‘They just took the baby away’: Family speaks out in church-run homes scandal
‘They just took the baby away’: Family speaks out in church-run homes scandal
- Wednesday 16 October 2024 at 10:27pm
A family has come forward following an ITV News investigation into cruelty and abuse at ex church run mother and baby homes, Social Affairs Correspondent Sarah Corker reports
Further allegations of abuse and neglect at a former church-run mother and baby home in Cumbria have emerged, following an ITV News investigation. Earlier this year we revealed that 45 babies who had died at St Monica’s home – in Kendal were buried in an unmarked grave in the town’s cemetery.
St Monica’s was one of hundreds of homes for unmarried mothers across England.
Between 1949 and the mid-1970s, an estimated 200,000 women were sent away to homes run by churches and the state where they were pressured and coerced in to give up their babies for adoption. Other infants died through poor care.
Since our first report aired in July, the family of one of those children has come forward and told ITV News that their mother was lied to about the fate of her baby daughter, Faith, and was never told where she was buried.
Norah Everard was in her 80s, and dying from cancer, when she told her family for the first time about the trauma she’d endured decades earlier as a teenager in 1941.
Pregnant and unmarried, she was sent away to St Monica’s, which was run by the Diocese of Carlisle, to have her baby.
Norah’s son Bob Chubb recounted the details that his late mother shared with him and his wife Carole about the “cruel” home.
“We were all round the table one Christmas, and she said ‘I’ve got something important to tell you both. Bob you weren’t my first born’, and then she told me about being raped as a young school girl, going to St Monica’s in Kendal to have the baby, and the baby was stillborn, called Faith,” Bob told ITV News.
Burial records seen by ITV News suggest that Norah was lied to, they show that Faith wasn’t stillborn and that she had lived for 12 hours and was later buried in an unmarked grave at Parkside Cemetery in Kendal – one of the 45 babies who were buried in secrecy.
If you’d like to share your story please get in touch with Sarah on the following email: Investigations@itv.com
“I don’t think she was told the truth. I think some terrible things went on,” Mr Chubb said. Carole Chubb, Bob’s wife, said: “It really really disgusts me. They just took the baby away and said the baby’s dead and that’s it. Did they even given her any milk? Would she have survived? “Norah told me it was cruel place, they made the women scrub floors when they were heavily pregnant and they were refused pain relief in labour as a punishment.”
Bob and Carole share their family’s story and concerns about how babies were treated
Concerns have been raised by other families about the poor care of sick and premature babies at the home in the decades after the war, while official documents from the archives paint a disturbing picture of neglect, cruelty and suffering inside St Monica’s. Bob revealed that he too was born prematurely at the same home in the late 1940s, and feels ‘lucky’ that he survived.
The acting Bishop of Carlisle Rt Rev Rob Saner-Haigh described what had happened to Norah and her daughter as ‘wrong’ and said he was ‘really sorry’ for the way women and children had been treated.
The acting Bishop of Carlisle Rt Rev Rob Saner-Haigh answers questions from ITV News
Since allegations of abuse first emerged, 20 people with a connection to St Monica’s have contacted the Diocese requesting access to their family records. “The Church of England should do all it can to support people who have lived with the trauma. We need to listen and give them a choice in decision making so they can tell us what they need and as an organisation we show them the love and dignity that they weren’t shown before,” he said.

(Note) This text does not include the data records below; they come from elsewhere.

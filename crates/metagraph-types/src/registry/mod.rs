//! Type registry: batch registration, inheritance resolution and snapshots.

mod batch;
#[allow(clippy::module_inception)]
mod registry;
pub mod resolver;
mod snapshot;
mod store;

pub use registry::TypeRegistry;
pub use snapshot::{ResolvedTypes, TypeSnapshot};
pub use store::{TypeBatch, TypeStore};
//! Integration tests for type registration, resolution and validation.

use std::collections::HashMap;
use std::sync::Arc;
use std::thread;

use metagraph_types::builder::{
    batch, class_type, enum_type, optional_attr, required_attr, trait_type, unique_required_attr,
};
use metagraph_types::{
    Multiplicity, PrimitiveType, ResolvedType, SchemaDocument, TypeCategory, TypeDefinition,
    TypeError, TypeRegistry, TypeStore, ValidationError, Value,
};
use pretty_assertions::assert_eq;

fn table_batch() -> Vec<TypeDefinition> {
    batch([
        class_type(
            "Table",
            [] as [&str; 0],
            [
                required_attr("name", PrimitiveType::String).unwrap(),
                optional_attr("owner", PrimitiveType::String).unwrap(),
            ],
        )
        .unwrap(),
        class_type(
            "HiveTable",
            ["Table"],
            [optional_attr("database", PrimitiveType::String).unwrap()],
        )
        .unwrap(),
    ])
}

#[test]
fn test_hive_table_inherits_table_attributes() {
    let registry = TypeRegistry::new();
    registry.register_types(table_batch()).unwrap();

    let hive_table = registry.get_type("HiveTable").unwrap();
    let attributes: Vec<(&str, Multiplicity)> = hive_table
        .attributes()
        .values()
        .map(|a| (a.name(), a.multiplicity()))
        .collect();

    assert_eq!(
        attributes,
        vec![
            ("database", Multiplicity::OPTIONAL),
            ("name", Multiplicity::REQUIRED),
            ("owner", Multiplicity::OPTIONAL),
        ]
    );
    assert!(hive_table.is_subtype_of("Table"));
}

#[test]
fn test_failing_batch_is_atomic() {
    let registry = TypeRegistry::new();
    registry.register_types(table_batch()).unwrap();
    let version = registry.version();

    let bad = batch([
        class_type("View", ["Table"], [] as [_; 0]).unwrap(),
        class_type("Partition", ["Ghost"], [] as [_; 0]).unwrap(),
    ]);
    let err = registry.register_types(bad).unwrap_err();

    assert_eq!(
        err.errors,
        vec![TypeError::UnknownTypeReference {
            type_name: "Partition".into(),
            reference: "Ghost".into(),
        }]
    );
    assert_eq!(registry.version(), version);
    assert!(registry.get_type("View").is_none());
    assert!(registry.get_type("Partition").is_none());
}

#[test]
fn test_duplicate_type_keeps_first_registration() {
    let registry = TypeRegistry::new();
    registry.register_types(table_batch()).unwrap();
    let first = registry.get_type("Table").unwrap();

    let again = batch([class_type(
        "Table",
        [] as [&str; 0],
        [required_attr("id", PrimitiveType::Long).unwrap()],
    )
    .unwrap()]);
    let err = registry.register_types(again).unwrap_err();

    assert_eq!(
        err.errors,
        vec![TypeError::DuplicateType {
            name: "Table".into()
        }]
    );
    assert_eq!(registry.get_type("Table").unwrap(), first);
}

#[test]
fn test_diamond_inheritance() {
    let registry = TypeRegistry::new();
    let shared = || optional_attr("qualifiedName", PrimitiveType::String).unwrap();

    registry
        .register_types(batch([
            trait_type("Referenceable", [] as [&str; 0], [shared()]).unwrap(),
            trait_type("Owned", ["Referenceable"], [shared()]).unwrap(),
            trait_type("Classified", ["Referenceable"], [shared()]).unwrap(),
            trait_type("Governed", ["Classified", "Owned"], [] as [_; 0]).unwrap(),
        ]))
        .unwrap();

    let governed = registry.get_type("Governed").unwrap();
    assert_eq!(governed.attributes().len(), 1);
    assert_eq!(
        governed.ancestors().iter().collect::<Vec<_>>(),
        vec!["Classified", "Owned", "Referenceable"]
    );
}

#[test]
fn test_diamond_conflict() {
    let registry = TypeRegistry::new();

    let err = registry
        .register_types(batch([
            class_type("Base", [] as [&str; 0], [] as [_; 0]).unwrap(),
            class_type("Left", ["Base"], [optional_attr("x", "string").unwrap()]).unwrap(),
            class_type("Right", ["Base"], [optional_attr("x", "int").unwrap()]).unwrap(),
            class_type("Bottom", ["Left", "Right"], [] as [_; 0]).unwrap(),
        ]))
        .unwrap_err();

    assert_eq!(err.errors.len(), 1);
    match &err.errors[0] {
        TypeError::AttributeConflict {
            type_name,
            attribute,
            existing_from,
            conflicting_from,
            ..
        } => {
            assert_eq!(type_name, "Bottom");
            assert_eq!(attribute, "x");
            assert_eq!(existing_from, "Left");
            assert_eq!(conflicting_from, "Right");
        }
        other => panic!("unexpected error: {other}"),
    }
    assert!(registry.type_names().is_empty());
}

#[test]
fn test_cycle_commits_nothing() {
    let registry = TypeRegistry::new();

    let err = registry
        .register_types(batch([
            class_type("Standalone", [] as [&str; 0], [] as [_; 0]).unwrap(),
            class_type("A", ["B"], [] as [_; 0]).unwrap(),
            class_type("B", ["A"], [] as [_; 0]).unwrap(),
        ]))
        .unwrap_err();

    assert_eq!(
        err.errors,
        vec![TypeError::CyclicInheritance {
            path: vec!["A".into(), "B".into(), "A".into()],
        }]
    );
    assert_eq!(registry.version(), 0);
    assert!(registry.get_type("Standalone").is_none());
}

#[test]
fn test_required_versus_optional_validation() {
    let registry = TypeRegistry::new();
    registry.register_types(table_batch()).unwrap();

    let missing_name = registry.validate_entity("Table", &HashMap::new());
    assert_eq!(
        missing_name,
        vec![ValidationError::MissingRequired {
            type_name: "Table".into(),
            attribute: "name".into(),
        }]
    );

    let values: HashMap<String, Value> = [("name".to_string(), Value::from("orders"))]
        .into_iter()
        .collect();
    assert!(registry.validate_entity("Table", &values).is_empty());
}

#[test]
fn test_duplicate_enum_value() {
    let err = enum_type("OrderStatus", &[("NEW", 0), ("NEW", 1)]).unwrap_err();

    assert_eq!(
        err,
        TypeError::DuplicateEnumValue {
            enum_name: "OrderStatus".into(),
            value: "NEW".into(),
            ordinal: 1,
        }
    );
}

#[test]
fn test_enum_and_trait_lookups() {
    let registry = TypeRegistry::new();
    registry
        .register_types(batch([
            TypeDefinition::from(enum_type("Status", &[("ACTIVE", 0), ("DELETED", 1)]).unwrap()),
            trait_type("PII", [] as [&str; 0], [] as [_; 0]).unwrap().into(),
        ]))
        .unwrap();

    let status = registry.get_enum("Status").unwrap();
    assert_eq!(status.value("DELETED").unwrap().ordinal, 1);
    assert!(status.value("PURGED").is_err());

    assert_eq!(registry.enum_names(), vec!["Status".to_string()]);
    assert_eq!(
        registry.type_names_by_category(TypeCategory::Trait),
        vec!["PII".to_string()]
    );
    assert!(registry.get_type("Status").is_none());
}

#[test]
fn test_resolved_document_roundtrip() {
    let registry = TypeRegistry::new();
    registry.register_types(table_batch()).unwrap();
    let resolved = registry.get_type("HiveTable").unwrap();

    let json = serde_json::to_string(&resolved.to_document()).unwrap();
    let parsed = ResolvedType::from_document(serde_json::from_str(&json).unwrap()).unwrap();

    assert_eq!(&parsed, resolved.as_ref());
    assert_eq!(parsed.attributes(), resolved.attributes());
    assert_eq!(parsed.ancestors(), resolved.ancestors());
}

#[test]
fn test_export_and_reload() {
    let registry = TypeRegistry::new();
    registry
        .register_types(batch([TypeDefinition::from(
            enum_type("Status", &[("ACTIVE", 0)]).unwrap(),
        )]))
        .unwrap();
    registry.register_types(table_batch()).unwrap();

    let json = registry.export().to_json_pretty().unwrap();
    let reloaded = TypeRegistry::new();
    reloaded
        .register_types(SchemaDocument::from_json(&json).unwrap().into_batch().unwrap())
        .unwrap();

    assert_eq!(reloaded.type_names(), registry.type_names());
    assert_eq!(
        reloaded.get_type("HiveTable").unwrap(),
        registry.get_type("HiveTable").unwrap()
    );
}

#[test]
fn test_concurrent_registration_of_same_name() {
    let registry = Arc::new(TypeRegistry::new());

    let handles: Vec<_> = (0..8)
        .map(|i| {
            let registry = Arc::clone(&registry);
            thread::spawn(move || {
                let def = class_type(
                    "Dataset",
                    [] as [&str; 0],
                    [unique_required_attr(format!("key{i}"), PrimitiveType::String).unwrap()],
                )
                .unwrap();
                registry.register_types(batch([def])).is_ok()
            })
        })
        .collect();

    let successes = handles
        .into_iter()
        .map(|h| h.join().unwrap())
        .filter(|ok| *ok)
        .count();

    assert_eq!(successes, 1);
    assert_eq!(registry.version(), 1);
    assert_eq!(registry.get_type("Dataset").unwrap().attributes().len(), 1);
}

#[test]
fn test_restore_from_disk() {
    let dir = tempfile::tempdir().unwrap();
    let config = sled::Config::new().path(dir.path());

    let expected = {
        let db = config.clone().open().unwrap();
        let store = TypeStore::open(&db).unwrap();
        let registry = TypeRegistry::new();
        registry.register_and_persist(table_batch(), &store).unwrap();
        store.flush().unwrap();
        registry.get_type("HiveTable").unwrap()
    };

    let db = config.open().unwrap();
    let store = TypeStore::open(&db).unwrap();
    let restored = TypeRegistry::restore(&store).unwrap();

    assert_eq!(store.latest_version().unwrap(), 1);
    assert_eq!(restored.get_type("HiveTable").unwrap(), expected);
}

The family of another baby, Stephen Holt, who died aged 3 months old at the home in 1964, are now campaigning for a permanent memorial to the 45 babies.
It was years later when baby Stephen’s mother Judith Hindley first told her husband, also called Stephen, of the abuse she endured at the ‘draconian’ home in the late 1960s. “Judith was 17 at the time and told me how she was forced to clean floors and kitchens while heavily pregnant. They were being punished,” he said. “Her son Stephen was born with disabilities and needed to go to hospital, but he was cruelly denied proper medical care and died 11 weeks later.” She never recovered from that trauma and in 2006, Judith took her own life close to the cemetery where her baby is buried.
Stephen Hindley explains what happened to his wife Judith at St Monica’s and why he is campaigning for a memorial
Cumbria Police has confirmed it is still investigating allegations of historic abuse at St Monica’s and said it “would welcome any new information which would assist officers…following concerns raised in relation to these premises”. Westmorland and Furness District Council which owns the cemetery where the graves are located said: “We are currently exploring options and reaching out to others who may wish to be involved or consulted on the possibility of marking the unmarked graves at Parkside Road cemetery, Kendal relating to the former St Monica’s Maternity home.”
Department for Education spokesperson said: “We have the deepest sympathy with all of those who are affected, the practice was abhorrent and should never have taken place.
“While we will not be able to quickly make every change we would like, we will look at whether there is any more we could do to support those affected.”